Try it:
Transcribe exactly the lines that fall between the one holding "filename src/image/src/ops/tag.rs" and the one holding "at the image", inclusive, from the entries below.

Stored data:
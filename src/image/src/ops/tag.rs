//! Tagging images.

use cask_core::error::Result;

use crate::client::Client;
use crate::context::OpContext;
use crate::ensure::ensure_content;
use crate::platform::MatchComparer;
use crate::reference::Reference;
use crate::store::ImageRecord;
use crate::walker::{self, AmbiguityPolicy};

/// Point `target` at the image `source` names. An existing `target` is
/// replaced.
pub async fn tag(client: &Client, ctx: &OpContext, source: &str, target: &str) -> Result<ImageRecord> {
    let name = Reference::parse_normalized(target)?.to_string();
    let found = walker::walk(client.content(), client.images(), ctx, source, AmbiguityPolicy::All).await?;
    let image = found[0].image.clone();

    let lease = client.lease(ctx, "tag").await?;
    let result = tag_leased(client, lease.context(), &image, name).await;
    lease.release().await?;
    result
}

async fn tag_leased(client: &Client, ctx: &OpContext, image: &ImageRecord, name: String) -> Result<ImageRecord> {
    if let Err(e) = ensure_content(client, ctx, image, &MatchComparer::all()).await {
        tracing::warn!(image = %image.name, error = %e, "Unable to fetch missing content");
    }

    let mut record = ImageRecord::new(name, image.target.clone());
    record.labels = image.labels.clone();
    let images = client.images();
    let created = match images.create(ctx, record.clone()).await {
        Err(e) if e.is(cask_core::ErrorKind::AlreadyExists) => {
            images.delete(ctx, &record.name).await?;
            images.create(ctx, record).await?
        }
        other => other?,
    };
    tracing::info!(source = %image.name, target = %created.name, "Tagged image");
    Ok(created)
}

...

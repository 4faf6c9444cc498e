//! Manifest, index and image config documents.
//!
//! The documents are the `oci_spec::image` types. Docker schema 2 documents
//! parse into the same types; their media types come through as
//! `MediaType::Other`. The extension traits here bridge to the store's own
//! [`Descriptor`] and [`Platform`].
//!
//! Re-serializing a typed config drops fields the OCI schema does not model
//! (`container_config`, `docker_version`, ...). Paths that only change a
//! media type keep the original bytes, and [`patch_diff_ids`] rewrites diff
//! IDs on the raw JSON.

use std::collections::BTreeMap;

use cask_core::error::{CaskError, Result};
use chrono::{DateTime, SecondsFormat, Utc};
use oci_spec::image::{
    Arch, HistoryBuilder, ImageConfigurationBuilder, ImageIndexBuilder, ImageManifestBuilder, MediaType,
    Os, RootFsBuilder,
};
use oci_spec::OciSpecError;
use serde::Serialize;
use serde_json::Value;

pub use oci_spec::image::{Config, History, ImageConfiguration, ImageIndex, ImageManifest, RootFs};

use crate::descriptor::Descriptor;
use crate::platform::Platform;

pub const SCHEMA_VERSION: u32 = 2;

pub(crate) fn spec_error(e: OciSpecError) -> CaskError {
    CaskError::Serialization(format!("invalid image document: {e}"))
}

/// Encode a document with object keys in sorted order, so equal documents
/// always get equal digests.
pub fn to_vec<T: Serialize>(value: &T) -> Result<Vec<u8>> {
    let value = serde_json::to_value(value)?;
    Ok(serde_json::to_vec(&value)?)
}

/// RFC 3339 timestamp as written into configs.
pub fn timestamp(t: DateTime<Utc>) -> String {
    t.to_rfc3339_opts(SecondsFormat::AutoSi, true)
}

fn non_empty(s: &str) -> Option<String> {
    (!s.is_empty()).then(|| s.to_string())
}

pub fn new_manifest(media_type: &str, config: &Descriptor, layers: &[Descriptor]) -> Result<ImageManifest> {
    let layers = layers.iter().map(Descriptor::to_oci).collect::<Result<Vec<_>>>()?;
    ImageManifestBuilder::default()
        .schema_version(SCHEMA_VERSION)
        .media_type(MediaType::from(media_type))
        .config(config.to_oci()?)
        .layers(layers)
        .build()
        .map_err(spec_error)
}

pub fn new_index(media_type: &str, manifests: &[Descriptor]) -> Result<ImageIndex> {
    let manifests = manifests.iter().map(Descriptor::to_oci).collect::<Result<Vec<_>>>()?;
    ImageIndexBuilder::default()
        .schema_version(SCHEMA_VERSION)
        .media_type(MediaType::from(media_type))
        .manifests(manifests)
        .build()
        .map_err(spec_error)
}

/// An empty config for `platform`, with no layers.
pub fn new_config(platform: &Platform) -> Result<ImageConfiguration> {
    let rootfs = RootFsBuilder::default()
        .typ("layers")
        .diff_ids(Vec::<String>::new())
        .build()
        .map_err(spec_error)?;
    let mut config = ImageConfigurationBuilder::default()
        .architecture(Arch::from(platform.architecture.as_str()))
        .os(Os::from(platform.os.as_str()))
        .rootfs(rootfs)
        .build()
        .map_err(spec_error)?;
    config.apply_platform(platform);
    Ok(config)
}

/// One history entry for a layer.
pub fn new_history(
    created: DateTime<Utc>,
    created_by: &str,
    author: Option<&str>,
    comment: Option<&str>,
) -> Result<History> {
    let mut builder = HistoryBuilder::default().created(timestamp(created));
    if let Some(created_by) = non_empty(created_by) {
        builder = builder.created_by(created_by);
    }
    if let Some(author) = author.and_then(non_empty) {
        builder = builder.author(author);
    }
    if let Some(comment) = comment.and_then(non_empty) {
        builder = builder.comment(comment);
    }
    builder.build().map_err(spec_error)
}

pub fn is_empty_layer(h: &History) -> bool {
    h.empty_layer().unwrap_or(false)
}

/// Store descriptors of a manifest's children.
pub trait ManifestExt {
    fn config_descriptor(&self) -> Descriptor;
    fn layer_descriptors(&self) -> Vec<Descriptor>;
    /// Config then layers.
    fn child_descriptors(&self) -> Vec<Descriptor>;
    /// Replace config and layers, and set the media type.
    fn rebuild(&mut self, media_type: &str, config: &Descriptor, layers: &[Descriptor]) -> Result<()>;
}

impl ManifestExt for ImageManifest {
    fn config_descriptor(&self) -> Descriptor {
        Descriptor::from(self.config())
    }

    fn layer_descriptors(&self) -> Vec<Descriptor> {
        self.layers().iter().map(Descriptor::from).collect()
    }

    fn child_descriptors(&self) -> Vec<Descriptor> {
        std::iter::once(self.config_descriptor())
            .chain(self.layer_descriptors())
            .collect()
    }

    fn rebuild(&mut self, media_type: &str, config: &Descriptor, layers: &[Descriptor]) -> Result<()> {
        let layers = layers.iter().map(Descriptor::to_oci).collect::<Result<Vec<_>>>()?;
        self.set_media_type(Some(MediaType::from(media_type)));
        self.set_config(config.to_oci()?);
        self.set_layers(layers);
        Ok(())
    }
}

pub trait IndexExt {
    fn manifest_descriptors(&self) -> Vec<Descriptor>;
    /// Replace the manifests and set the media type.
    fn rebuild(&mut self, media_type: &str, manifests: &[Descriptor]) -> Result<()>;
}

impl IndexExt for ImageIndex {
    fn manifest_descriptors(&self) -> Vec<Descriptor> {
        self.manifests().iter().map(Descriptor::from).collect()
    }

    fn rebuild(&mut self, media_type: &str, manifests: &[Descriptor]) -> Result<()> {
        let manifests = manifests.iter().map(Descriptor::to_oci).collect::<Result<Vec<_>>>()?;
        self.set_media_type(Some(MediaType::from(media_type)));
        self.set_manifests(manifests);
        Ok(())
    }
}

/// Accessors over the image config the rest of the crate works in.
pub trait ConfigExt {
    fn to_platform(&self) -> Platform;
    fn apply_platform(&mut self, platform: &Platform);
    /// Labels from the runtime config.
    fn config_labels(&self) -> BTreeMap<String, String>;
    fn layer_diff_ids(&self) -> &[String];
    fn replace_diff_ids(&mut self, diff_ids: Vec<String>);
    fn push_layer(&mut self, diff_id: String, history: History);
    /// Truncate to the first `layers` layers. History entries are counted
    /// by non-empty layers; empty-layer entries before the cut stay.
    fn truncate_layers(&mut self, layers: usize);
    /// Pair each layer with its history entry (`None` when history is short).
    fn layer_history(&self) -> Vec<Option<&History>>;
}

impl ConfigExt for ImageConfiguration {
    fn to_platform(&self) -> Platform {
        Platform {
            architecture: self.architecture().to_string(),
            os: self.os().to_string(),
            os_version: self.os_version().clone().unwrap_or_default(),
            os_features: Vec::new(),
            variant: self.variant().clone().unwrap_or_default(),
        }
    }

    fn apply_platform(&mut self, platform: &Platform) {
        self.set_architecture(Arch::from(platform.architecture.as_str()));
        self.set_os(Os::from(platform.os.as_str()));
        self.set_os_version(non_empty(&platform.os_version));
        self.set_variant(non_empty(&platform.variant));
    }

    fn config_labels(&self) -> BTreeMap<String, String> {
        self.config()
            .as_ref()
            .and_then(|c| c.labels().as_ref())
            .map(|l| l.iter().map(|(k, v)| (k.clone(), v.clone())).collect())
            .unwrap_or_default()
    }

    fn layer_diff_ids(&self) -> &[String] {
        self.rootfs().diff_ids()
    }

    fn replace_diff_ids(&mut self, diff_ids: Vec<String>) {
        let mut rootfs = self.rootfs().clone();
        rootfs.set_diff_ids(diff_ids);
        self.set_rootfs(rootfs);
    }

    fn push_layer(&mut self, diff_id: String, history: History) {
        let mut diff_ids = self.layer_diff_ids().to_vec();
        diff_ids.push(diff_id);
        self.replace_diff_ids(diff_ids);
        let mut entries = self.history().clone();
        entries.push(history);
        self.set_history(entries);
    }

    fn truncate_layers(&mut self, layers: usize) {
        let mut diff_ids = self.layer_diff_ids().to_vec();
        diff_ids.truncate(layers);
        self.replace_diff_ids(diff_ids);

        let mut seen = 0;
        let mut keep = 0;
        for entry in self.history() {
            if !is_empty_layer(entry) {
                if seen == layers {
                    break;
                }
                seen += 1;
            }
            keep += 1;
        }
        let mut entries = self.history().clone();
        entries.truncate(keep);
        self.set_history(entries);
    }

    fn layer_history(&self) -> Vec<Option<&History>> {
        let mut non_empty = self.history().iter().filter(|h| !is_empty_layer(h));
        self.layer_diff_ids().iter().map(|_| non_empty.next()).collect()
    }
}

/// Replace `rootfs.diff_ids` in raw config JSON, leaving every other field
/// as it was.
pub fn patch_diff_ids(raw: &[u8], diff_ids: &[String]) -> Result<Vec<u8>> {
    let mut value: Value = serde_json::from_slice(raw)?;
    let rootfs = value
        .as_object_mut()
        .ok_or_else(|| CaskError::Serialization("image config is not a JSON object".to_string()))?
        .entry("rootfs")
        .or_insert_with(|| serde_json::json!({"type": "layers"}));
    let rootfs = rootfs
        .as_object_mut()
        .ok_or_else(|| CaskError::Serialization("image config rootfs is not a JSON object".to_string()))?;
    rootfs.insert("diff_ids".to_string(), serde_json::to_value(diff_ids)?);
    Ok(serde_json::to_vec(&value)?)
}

Written answer:
filename src/image/src/ops/tag.rs
//! Tagging images.

use cask_core::error::Result;

use crate::client::Client;
use crate::context::OpContext;
use crate::ensure::ensure_content;
use crate::platform::MatchComparer;
use crate::reference::Reference;
use crate::store::ImageRecord;
use crate::walker::{self, AmbiguityPolicy};

/// Point `target` at the image `source` names. An existing `target` is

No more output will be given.